The book was placed open on a pedestal and encased in a perspex case. The two security guards would not have looked out of place outside a nightclub. One of them, Tom, was perhaps the most bookish bouncer in the security business at the moment. He had guarded the Bay Psalm Book in USC’s Doheny Library, Chicago‚Äôs Newberry Library, Cleveland’s public library, St. Louis Mercantile Library and a number of other important institutions around the US.

The book was placed open at Psalm 23 and it was easy to see how different this version of the ‘Lord is my Shepherd’ psalm is from the text commonly known today. Not satisfied with the English editions in circulation, the puritan publishers of the Bay Psalm Book had translated the text from Hebrew in order to stay closer to the psalm’s original meaning.

The reaction of visitors was interesting to see.
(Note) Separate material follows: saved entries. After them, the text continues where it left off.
//! Shipment state machine.
//!
//! `advance` moves a shipment to any status except `Delivered`, which is only
//! reachable through [`complete_delivery`] once the recipient's code has been
//! confirmed. `Delivered` is terminal. `revert` undoes one of two specific forward steps.

use chrono::{DateTime, Utc};
use rust_decimal::Decimal;
use serde::Deserialize;
use tracing::{debug, info, warn};
use uuid::Uuid;

use crate::engine::dispatch::publish;
use crate::engine::ledger::post;
use crate::engine::performance::{load_or_default, record_failure};
use crate::engine::settlement::settle_delivery;
use crate::engine::{notify_client_status, notify_user};
use crate::error::AppError;
use crate::models::ledger::{EntryKind, LedgerEntry, LedgerKind};
use crate::models::shipment::{Shipment, ShipmentStatus};
use crate::observability::metrics::Metrics;
use crate::state::AppState;
use crate::store::Tx;

#[derive(Debug, Clone, Default, Deserialize)]
pub struct TransitionDetails {
    #[serde(default)]
    pub packaging_notes: Option<String>,
    #[serde(default)]
    pub failure_reason: Option<String>,
    #[serde(default)]
    pub failure_photo: Option<String>,
}

pub async fn advance(
    state: &AppState,
    shipment_id: Uuid,
    target: ShipmentStatus,
    details: TransitionDetails,
) -> Result<Shipment, AppError> {
    if target == ShipmentStatus::Delivered {
        return Err(AppError::InvalidStatus(
            "delivery must be confirmed with the recipient's verification code".to_string(),
        ));
    }

    let now = state.clock.now();
    let mut tx = state.store.begin().await;
    let mut shipment = tx.require_shipment(shipment_id)?;
    if shipment.status() == ShipmentStatus::Delivered {
        return Err(AppError::InvalidStatus(format!(
            "shipment {} is already delivered",
            shipment.tracking_code
        )));
    }

    if !shipment.status_history.push(target, now) {
        debug!(shipment_id = %shipment_id, status = %target, "status already current");
        return Ok(shipment);
    }

    match target {
        ShipmentStatus::PackagedAwaitingAssignment => {
            if details.packaging_notes.is_some() {
                shipment.packaging_notes = details.packaging_notes;
            }
        }
        ShipmentStatus::DeliveryFailed => {
            shipment.failure_reason = details.failure_reason;
            shipment.failure_photo = details.failure_photo;
            record_delivery_failure(&mut tx, &state.metrics, &shipment, now);
        }
        _ => {}
    }

    notify_client_status(&mut tx, &shipment, now);
    tx.put_shipment(shipment.clone());
    let outbox = tx.commit();

    state
        .metrics
        .status_transitions_total
        .with_label_values(&[target.as_str()])
        .inc();
    info!(
        shipment_id = %shipment_id,
        tracking_code = %shipment.tracking_code,
        status = %target,
        "shipment status advanced"
    );

    publish(state, outbox).await;
    Ok(shipment)
}

fn record_delivery_failure(
    tx: &mut Tx<'_>,
    metrics: &Metrics,
    shipment: &Shipment,
    now: DateTime<Utc>,
) {
    if let Some(courier_id) = shipment.courier_id {
        let mut record = load_or_default(tx, courier_id, now);
        let restricted = record_failure(&mut record, now);
        let failures = record.consecutive_failures;
        tx.put_performance(record);

        let mut message = format!(
            "Delivery of shipment {} failed ({failures} consecutive failures)",
            shipment.tracking_code
        );
        if restricted {
            warn!(courier_id = %courier_id, failures, "courier restricted after repeated failures");
            message.push_str(". Your account is restricted from new assignments");
        }
        notify_user(tx, courier_id, Some(shipment.id), message, now);
    }

    if shipment.client_fee > Decimal::ZERO {
        post(
            tx,
            metrics,
            LedgerKind::Client,
            LedgerEntry::processed(
                shipment.client_id,
                -shipment.client_fee,
                EntryKind::Penalty,
                Some(shipment.id),
                format!("Failed delivery charge for shipment {}", shipment.tracking_code),
                now,
            ),
        );
    }
}

pub async fn revert(state: &AppState, shipment_id: Uuid) -> Result<Shipment, AppError> {
    let mut tx = state.store.begin().await;
    let mut shipment = tx.require_shipment(shipment_id)?;

    let current = shipment.status();
    let previous = shipment
        .status_history
        .previous()
        .ok_or(AppError::InvalidRevert)?;

    match (current, previous) {
        (ShipmentStatus::PackagedAwaitingAssignment, ShipmentStatus::WaitingForPackaging) => {
            shipment.packaging_notes = None;
        }
        (ShipmentStatus::AssignedToCourier, ShipmentStatus::PackagedAwaitingAssignment) => {
            shipment.courier_id = None;
            shipment.courier_commission = Decimal::ZERO;
        }
        (from, to) => return Err(AppError::UnsupportedRevert { from, to }),
    }

    shipment.status_history.pop_last();
    tx.put_shipment(shipment.clone());
    tx.commit();

    info!(
        shipment_id = %shipment_id,
        from = %current,
        to = %previous,
        "shipment status reverted"
    );
    Ok(shipment)
}

/// Marks a shipment delivered and settles it. Callers must have confirmed
/// the recipient's verification code in the same transaction.
pub(crate) fn complete_delivery(
    tx: &mut Tx<'_>,
    metrics: &Metrics,
    shipment_id: Uuid,
    now: DateTime<Utc>,
) -> Result<Shipment, AppError> {
    let mut shipment = tx.require_shipment(shipment_id)?;
    if shipment.status() == ShipmentStatus::Delivered {
        return Err(AppError::InvalidStatus(format!(
            "shipment {} is already delivered",
            shipment.tracking_code
        )));
    }

    shipment.status_history.push(ShipmentStatus::Delivered, now);
    shipment.delivered_at = Some(now);
    notify_client_status(tx, &shipment, now);

    settle_delivery(tx, metrics, &shipment, now);
    tx.put_shipment(shipment.clone());

    metrics
        .status_transitions_total
        .with_label_values(&[ShipmentStatus::Delivered.as_str()])
        .inc();
    Ok(shipment)
}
Some photographed it, while others were photographed with it. For many (including myself), it was hard to grasp that this book was printed in 1640 using paper and a very basic printing press imported from Britain, and yet it is still in remarkable condition today.

Sotheby’s will auction the book in a single item sale on November 26 on behalf of Boston’s Old South Church, which is retaining another copy. The sale estimate is a mind-boggling $15 million to $30 million, and there was widespread speculation at the reception about whether the estimate would be reached and who would buy it. Two local rare booksellers Priscilla Anne Lowry of Lowry-James Rare Prints and Books and John Lang of John Michael Lang Fine Books positively glowed with interest.

“I think it will exceed $30 million,” was the bold prediction of John. While Priscilla Anne added that she thought the book could be sold to a buyer outside the US – something that Selby Kiffer predicted as being “highly unlikely.”

Sotheby’s has worked hard to publicize its auction but the tour has put the Bay Psalm Book in front of a wider audience and definitely added buzz to the rare book world. As Selby Kiffer pointed out last night, the auction has also reminded many people about this important period in American history when a nation’s culture was just being developed.

The auction could be the most furious five minutes of rare bookselling since 1947 when the last copy of a Bay Psalm Book was sold for $151,000 – a record-breaking sum for the time.